Klar kannst du mit dem Pudel FR auch Downhill fahren. Der Pudel DH ist nur für Downhill etwas mehr optimiert: etwas mehr Federweg, flacherer Lenkwinkel, tieferes Tretlager usw... alles Dinge die für Freeride nicht notwendig oder nicht so ideal sind.

Der Pudel FR ist im Downhill dadurch sicher nicht ganz so ruhig wie der Pudel DH.


----------



## MTB-News.de




----------



## Up&Down (6. März 2009)

freeride heißt: fahr wie du willst, hauptsache abseits ausgelatschter pfade. für die meisten heißt es aber wohl downhill light im bikepark, mit ein paar netten drops und sprüngen drin, vielleicht auch mal ein angedeuteter, einfacher slopestyletrick reingemischt (s.u.).

dann gibts die freeridetourer, die in der natur selber hochkurbeln und technisch schwierige wanderwege abfahren, deren extremisten schleppen die bikes auf alpengipfel um dann klettersteige runterzufahren. oder springen monsterdrops.

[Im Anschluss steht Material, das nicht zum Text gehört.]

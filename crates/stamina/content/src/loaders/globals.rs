//! Host globals document.
//!
//! The host keeps its stamina table inside a larger JSON document. This
//! loader keeps the whole document untouched and exposes only the stamina
//! object, so a pass rewrites the adjusted leaves and nothing else.

use std::path::Path;

use serde_json::{Map, Number, Value};
use stamina_core::{FieldValue, StaminaParameters, StaminaTable, TableError, ValueKind};

use crate::loaders::{LoadResult, read_file, read_file_async, write_file};

/// JSON pointer of the stamina table inside the host globals.
pub const STAMINA_POINTER: &str = "/config/Stamina";

/// Largest integer a JSON float can carry without losing precision.
const MAX_EXACT_INTEGER: f64 = 9_007_199_254_740_992.0;

/// Parsed host globals document.
#[derive(Clone, Debug)]
pub struct GlobalsDocument {
    root: Value,
    pointer: String,
}

impl GlobalsDocument {
    pub fn from_value(root: Value) -> Self {
        Self {
            root,
            pointer: STAMINA_POINTER.to_owned(),
        }
    }

    /// Locate the stamina table at a different JSON pointer.
    #[must_use]
    pub fn with_pointer(mut self, pointer: impl Into<String>) -> Self {
        self.pointer = pointer.into();
        self
    }

    /// Load globals from a JSON file.
    pub fn load(path: &Path) -> LoadResult<Self> {
        let content = read_file(path)?;
        Self::parse(&content)
            .map_err(|e| anyhow::anyhow!("Invalid globals {}: {}", path.display(), e))
    }

    /// Async variant of [`GlobalsDocument::load`].
    pub async fn load_async(path: &Path) -> LoadResult<Self> {
        let content = read_file_async(path).await?;
        Self::parse(&content)
            .map_err(|e| anyhow::anyhow!("Invalid globals {}: {}", path.display(), e))
    }

    pub fn parse(content: &str) -> LoadResult<Self> {
        let root: Value = serde_json::from_str(content)
            .map_err(|e| anyhow::anyhow!("Failed to parse globals JSON: {}", e))?;
        Ok(Self::from_value(root))
    }

    /// Write the document back as pretty-printed JSON.
    pub fn save(&self, path: &Path) -> LoadResult<()> {
        write_file(path, &self.to_json_string()?)
    }

    pub fn to_json_string(&self) -> LoadResult<String> {
        serde_json::to_string_pretty(&self.root)
            .map_err(|e| anyhow::anyhow!("Failed to serialize globals JSON: {}", e))
    }

    pub fn root(&self) -> &Value {
        &self.root
    }

    pub fn pointer(&self) -> &str {
        &self.pointer
    }

    pub fn into_value(self) -> Value {
        self.root
    }

    /// The stamina object, read-only.
    pub fn stamina(&self) -> LoadResult<&Map<String, Value>> {
        self.root
            .pointer(&self.pointer)
            .and_then(Value::as_object)
            .ok_or_else(|| anyhow::anyhow!("No stamina table at '{}'", self.pointer))
    }

    /// Mutable view of the stamina object for one adjustment pass.
    pub fn stamina_mut(&mut self) -> LoadResult<JsonStaminaTable<'_>> {
        let object = self
            .root
            .pointer_mut(&self.pointer)
            .and_then(Value::as_object_mut)
            .ok_or_else(|| anyhow::anyhow!("No stamina table at '{}'", self.pointer))?;
        Ok(JsonStaminaTable { object })
    }

    /// Typed copy of the stamina table.
    pub fn parameters(&self) -> LoadResult<StaminaParameters> {
        let object = self.stamina()?.clone();
        serde_json::from_value(Value::Object(object))
            .map_err(|e| anyhow::anyhow!("Malformed stamina table: {}", e))
    }
}

/// [`StaminaTable`] over the stamina object of a JSON document.
///
/// Nested fields are addressed with dotted names (`WalkConsumption.x`).
/// Integral results are written back as JSON integers.
#[derive(Debug)]
pub struct JsonStaminaTable<'a> {
    object: &'a mut Map<String, Value>,
}

impl<'a> JsonStaminaTable<'a> {
    pub fn new(object: &'a mut Map<String, Value>) -> Self {
        Self { object }
    }
}

fn lookup<'v>(object: &'v Map<String, Value>, field: &str) -> Option<&'v Value> {
    let mut parts = field.split('.');
    let mut value = object.get(parts.next()?)?;
    for part in parts {
        value = value.get(part)?;
    }
    Some(value)
}

/// Reads `field` from a stamina object without borrowing it mutably.
pub fn read_field(object: &Map<String, Value>, field: &str) -> Option<FieldValue> {
    match lookup(object, field)? {
        Value::Number(number) => number.as_f64().map(FieldValue::Float),
        Value::Bool(flag) => Some(FieldValue::Flag(*flag)),
        _ => None,
    }
}

fn lookup_mut<'v>(object: &'v mut Map<String, Value>, field: &str) -> Option<&'v mut Value> {
    let mut parts = field.split('.');
    let mut value = object.get_mut(parts.next()?)?;
    for part in parts {
        value = value.get_mut(part)?;
    }
    Some(value)
}

fn number_value(field: &str, value: f64) -> Result<Value, TableError> {
    if value.fract() == 0.0 && value.abs() < MAX_EXACT_INTEGER {
        return Ok(Value::from(value as i64));
    }
    Number::from_f64(value)
        .map(Value::Number)
        .ok_or_else(|| TableError::UnrepresentableValue {
            field: field.to_owned(),
            value,
        })
}

impl StaminaTable for JsonStaminaTable<'_> {
    fn read(&self, field: &str) -> Option<FieldValue> {
        read_field(self.object, field)
    }

    fn write(&mut self, field: &str, value: FieldValue) -> Result<(), TableError> {
        let slot = lookup_mut(self.object, field)
            .ok_or_else(|| TableError::UnknownField(field.to_owned()))?;
        let expected = match slot {
            Value::Number(_) => ValueKind::Float,
            Value::Bool(_) => ValueKind::Flag,
            _ => return Err(TableError::UnknownField(field.to_owned())),
        };

        match value {
            FieldValue::Float(v) if expected == ValueKind::Float => {
                *slot = number_value(field, v)?;
            }
            FieldValue::Flag(b) if expected == ValueKind::Flag => {
                *slot = Value::Bool(b);
            }
            _ => {
                return Err(TableError::KindMismatch {
                    field: field.to_owned(),
                    expected,
                    found: value.kind(),
                });
            }
        }
        Ok(())
    }
}

#[cfg(test)]
mod tests {
    use super::*;
    use serde_json::json;

    fn globals() -> GlobalsDocument {
        GlobalsDocument::from_value(json!({
            "config": {
                "Stamina": {
                    "Capacity": 110,
                    "SprintDrainRate": 4.5,
                    "WalkConsumption": { "x": -0.35, "y": 0.15 },
                    "StaminaExhaustionCausesJiggle": true,
                    "Comment": "untouched"
                },
                "Health": { "Falling": { "DamagePerMeter": 11 } }
            }
        }))
    }

    #[test]
    fn reads_scalars_vectors_and_flags() {
        let mut doc = globals();
        let table = doc.stamina_mut().unwrap();
        assert_eq!(table.read("Capacity"), Some(FieldValue::Float(110.0)));
        assert_eq!(table.read("WalkConsumption.x"), Some(FieldValue::Float(-0.35)));
        assert_eq!(
            table.read("StaminaExhaustionCausesJiggle"),
            Some(FieldValue::Flag(true))
        );
        assert_eq!(table.read("JumpConsumption"), None);
        assert_eq!(table.read("Comment"), None);
    }

    #[test]
    fn snapshot_reads_through_shared_document() {
        let doc = globals();
        let stamina = doc.stamina().unwrap();
        let file = crate::ConfigFile::snapshot(
            |field| read_field(stamina, field),
            &stamina_core::StaminaSchema::stamina(),
            stamina_core::AdjustmentMethod::Fixed,
            0.0,
        );

        assert_eq!(
            file.fields.get("Capacity"),
            Some(&crate::FixedEntry::Number(110.0))
        );
        assert!(!file.fields.contains_key("JumpConsumption"));
        assert!(!file.fields.contains_key("Comment"));
        assert_eq!(doc.root(), globals().root());
    }

    #[test]
    fn writes_in_place_without_touching_other_keys() {
        let mut doc = globals();
        {
            let mut table = doc.stamina_mut().unwrap();
            table.write("Capacity", FieldValue::Float(500.0)).unwrap();
            table.write("WalkConsumption.y", FieldValue::Float(0.0)).unwrap();
            table.write("SprintDrainRate", FieldValue::Float(2.25)).unwrap();
        }

        let stamina = &doc.root()["config"]["Stamina"];
        assert_eq!(stamina["Capacity"], json!(500));
        assert_eq!(stamina["WalkConsumption"], json!({ "x": -0.35, "y": 0 }));
        assert_eq!(stamina["SprintDrainRate"], json!(2.25));
        assert_eq!(stamina["Comment"], json!("untouched"));
        assert_eq!(
            doc.root()["config"]["Health"]["Falling"]["DamagePerMeter"],
            json!(11)
        );
    }

    #[test]
    fn never_creates_fields() {
        let mut doc = globals();
        let mut table = doc.stamina_mut().unwrap();
        assert_eq!(
            table.write("JumpConsumption", FieldValue::Float(1.0)),
            Err(TableError::UnknownField("JumpConsumption".into()))
        );
        assert_eq!(
            table.write("WalkConsumption.z", FieldValue::Float(1.0)),
            Err(TableError::UnknownField("WalkConsumption.z".into()))
        );
        assert!(lookup(table.object, "JumpConsumption").is_none());
    }

    #[test]
    fn rejects_kind_mismatch_and_nan() {
        let mut doc = globals();
        let mut table = doc.stamina_mut().unwrap();
        assert_eq!(
            table.write("Capacity", FieldValue::Flag(false)),
            Err(TableError::KindMismatch {
                field: "Capacity".into(),
                expected: ValueKind::Float,
                found: ValueKind::Flag,
            })
        );
        assert!(matches!(
            table.write("SprintDrainRate", FieldValue::Float(f64::NAN)),
            Err(TableError::UnrepresentableValue { .. })
        ));
        assert_eq!(table.read("SprintDrainRate"), Some(FieldValue::Float(4.5)));
    }

    #[test]
    fn missing_stamina_object_is_an_error() {
        let mut doc = GlobalsDocument::from_value(json!({ "config": {} }));
        assert!(doc.stamina_mut().is_err());

        let mut moved = globals().with_pointer("/config/Health");
        assert!(moved.stamina_mut().is_ok());
    }

    #[tokio::test]
    async fn file_round_trip_preserves_layout() {
        let dir = tempfile::tempdir().unwrap();
        let path = dir.path().join("globals.json");
        globals().save(&path).unwrap();

        let mut doc = GlobalsDocument::load_async(&path).await.unwrap();
        doc.stamina_mut()
            .unwrap()
            .write("StaminaExhaustionCausesJiggle", FieldValue::Flag(false))
            .unwrap();
        doc.save(&path).unwrap();

        let reloaded = GlobalsDocument::load(&path).unwrap();
        let params = reloaded.parameters().unwrap();
        assert_eq!(params.capacity, 110.0);
        assert!(!params.stamina_exhaustion_causes_jiggle);
        assert_eq!(params.walk_consumption.x, -0.35);
    }
}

und die slopestyler, die bmx-flug-tricks auf dirt-ähnlichen parkstrecken oder auf zurechtgeshapten naturspots machen (z.T. aber auch auf komplett künstlich angelegten strecken in der stadt, natürlich nur für die zeit des wettkampfes). ziel ist hier die akrobatische eleganz und technische schwierigkeit der tricks meist bei sehr großen sprüngen und drops. es ist umstritten, ob das noch freeriden ist oder eher extrem-bmx auf 26 zoll.
wird z.t. mit dirtbikes gefahren, mit denen man besser nicht in die natur sollte, z.t. auch mit leichten fullys, bes. wenn die strecken in der natur sind. ist imho eher lifestyle-bmx für redbull-süchtige (das getränk)

dann gibt es alle möglichen kombinationen als wettkampf, z.b. freeriderennen als "wanderweg-downhill" mit einzel oder massenstarts, mit oder ohne ohne uphill-passagen. die sind sehr beliebt, da auch für otto-normal-freerider bestreitbar. z.t. gibt es auch kombirennen, bei denen die elemente downhill, tour und slopestyle in einzelnen sektionen gefahren werden.

der freeride-pudel ist universell einsetzbar, stabil genug für downhill, der federweg reicht auch aus (kann mit 216 mm dämpfer sogar auf 180/200 mm gepimpt werden). kann auch mit umwerfer gefahren werden und taugt dann mit absenkbarer gabel und nicht zu schwerem aufbau auch für freeride-touren. letzteres geht mit pudel-dh dann nicht mehr.

zu details s. den pudelfred im alutechforum.


----------



## Bratwürstch3n (6. März 2009)

cool danke für die schnelle antwort und würdet ihr mir noch einen anderen rahmen empfehlen der leicht und wendig ist und auch für downhill geeignet ist!? danke im vorraus!!!


----------



## Up&Down (6. März 2009)

nein, würde ich nicht. stöber doch einfach mal im forum rum (zauberwort suchfunktion). 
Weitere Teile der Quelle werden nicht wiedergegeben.